Nur zweieinhalb Kilometer von Schwante entfernt warten in Sommerswalde das nächste Schlossensemble und die Möglichkeit, sich kulinarisch zu stärken. Das familiär geführte Restaurant „Forsthaus“ am Schloss mit Küchenchef Joachim Schöber passt in jeder Jahreszeit die Speisekarte entsprechend an. Frisch und regional ist die Küche, egal ob Fleisch, Fisch oder vegan. Allein das „Forsthaus“ mit dem ausgedehnten Außenbereich und den Sportmöglichkeiten ist schon einen Stopp wert. Aber gleich nebenan verblüffen das imposante weiße Schloss und die anderen architektonischen Hingucker in der Parkanlage. Gebaut hat sich das alles im Jahre 1891 der Berliner Geschäftsmann Richard Sommer. In Sommerswalde residierte er mit seiner Frau und zwölf Kindern wie ein Fürst. Die Familie Sommer war in Berlin reich geworden vor allem durch Immobilienspekulationen. So gehörten ihr Grundstücke rund um das Brandenburger Tor. Das Schloss in Sommerswalde selbst zeigt deutliche Ähnlichkeit mit Paul Wallots erstem Entwurf für das Berliner Reichstagsgebäude, auch wenn aus statischen Gründen in den 1920er-Jahren die Kuppel bereits wieder entfernt wurde. Heute hat im Schloss Sommerswalde eine buddhistische Gemeinschaft ihren Sitz. Auch die Nebengebäude folgten dem ausgefallenen Geschmack des exzentrischen Schlossbesitzers. Die „Orangerie“ wurde einst im Stil einer Moschee errichtet und der Pferdestall als „Rotes Rathaus“. Das alles ist umrankt von kuriosen Geschichten und Legenden. Besonders alles Orientalische hatte es Sommer angetan. So soll neben türkischen Prinzen auch der Begründer der modernen Türkei Kemal Atatürk im Havelland zu Gast gewesen sein.

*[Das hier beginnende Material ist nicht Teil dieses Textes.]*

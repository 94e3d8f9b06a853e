//! Signal measurement domain model.
//!
//! # Invariants
//! - `signal_id` is store-generated and never reused for another signal.
//! - `register_address` allows no spaces; tags follow the name charset.
//! - `asset_id` must name an existing asset at write time; the check is
//!   performed by the repository, not by this type.

use crate::model::asset::AssetId;
use crate::model::{check_address, check_name, ValidationError};
use serde::{Deserialize, Serialize};

/// Stable identifier for a persisted signal measurement.
pub type SignalId = i64;

pub const SIGNAL_TAG_MAX_CHARS: usize = 100;
pub const REGISTER_ADDRESS_MAX_CHARS: usize = 50;

/// Persisted signal measurement record.
#[derive(Debug, Clone, PartialEq, Eq, Serialize, Deserialize)]
#[serde(rename_all = "camelCase")]
pub struct SignalMeasurement {
    pub signal_id: SignalId,
    pub signal_tag: String,
    pub register_address: String,
    pub asset_id: AssetId,
}

/// Caller-supplied fields for creating a signal measurement.
#[derive(Debug, Clone, PartialEq, Eq, Serialize, Deserialize)]
#[serde(rename_all = "camelCase")]
pub struct NewSignalMeasurement {
    pub signal_tag: String,
    pub register_address: String,
    pub asset_id: AssetId,
}

impl SignalMeasurement {
    pub fn validate(&self) -> Result<(), ValidationError> {
        validate_signal_fields(&self.signal_tag, &self.register_address)
    }
}

impl NewSignalMeasurement {
    pub fn validate(&self) -> Result<(), ValidationError> {
        validate_signal_fields(&self.signal_tag, &self.register_address)
    }
}

fn validate_signal_fields(signal_tag: &str, register_address: &str) -> Result<(), ValidationError> {
    check_name("signalTag", signal_tag, SIGNAL_TAG_MAX_CHARS)?;
    check_address(
        "registerAddress",
        register_address,
        REGISTER_ADDRESS_MAX_CHARS,
    )?;
    Ok(())
}

#[cfg(test)]
mod tests {
    use super::NewSignalMeasurement;

    #[test]
    fn register_address_rejects_spaces_but_tag_allows_them() {
        let mut draft = NewSignalMeasurement {
            signal_tag: "TEMP inlet".to_string(),
            register_address: "40001".to_string(),
            asset_id: 1,
        };
        draft.validate().expect("tag spaces are allowed");

        draft.register_address = "400 01".to_string();
        assert!(draft.validate().is_err());
    }
}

Wer dann noch Zeit hat und länger im Havelland verweilen will, dem sei zur stilvollen Übernachtung das nächste Schloss empfohlen. In Schloss Groß Ziethen erwarten den Gast 44 individuell eingerichtete Zimmer. Am Abend ist das Restaurant „Orangerie“ geöffnet, wegen seiner regionalen nachhaltigen Küche vom aktuellen Slow Food-Führer empfohlen.

Bekannte märkische Adelsgeschlechter haben auf Schloss Ziethen ihre Spuren hinterlassen, bis heute. Den Grundstein legte im 14. Jahrhundert einst die Familie von Bredow. Später gehörte unter anderem Feldmarschall von Blücher zu den Besitzern. Nach den Jahren der DDR ist das Schloss heute wieder in Adelsbesitz. Das Hotel wird seit den 1990er-Jahren standesgemäß geführt von Familie von Thüngen-Reichenbach. Diese wiederum sind direkte Nachfahren der einstigen Schlossherren, derer von Bülow, alter märkischer Landadel. Aber das ist eine andere Geschichte.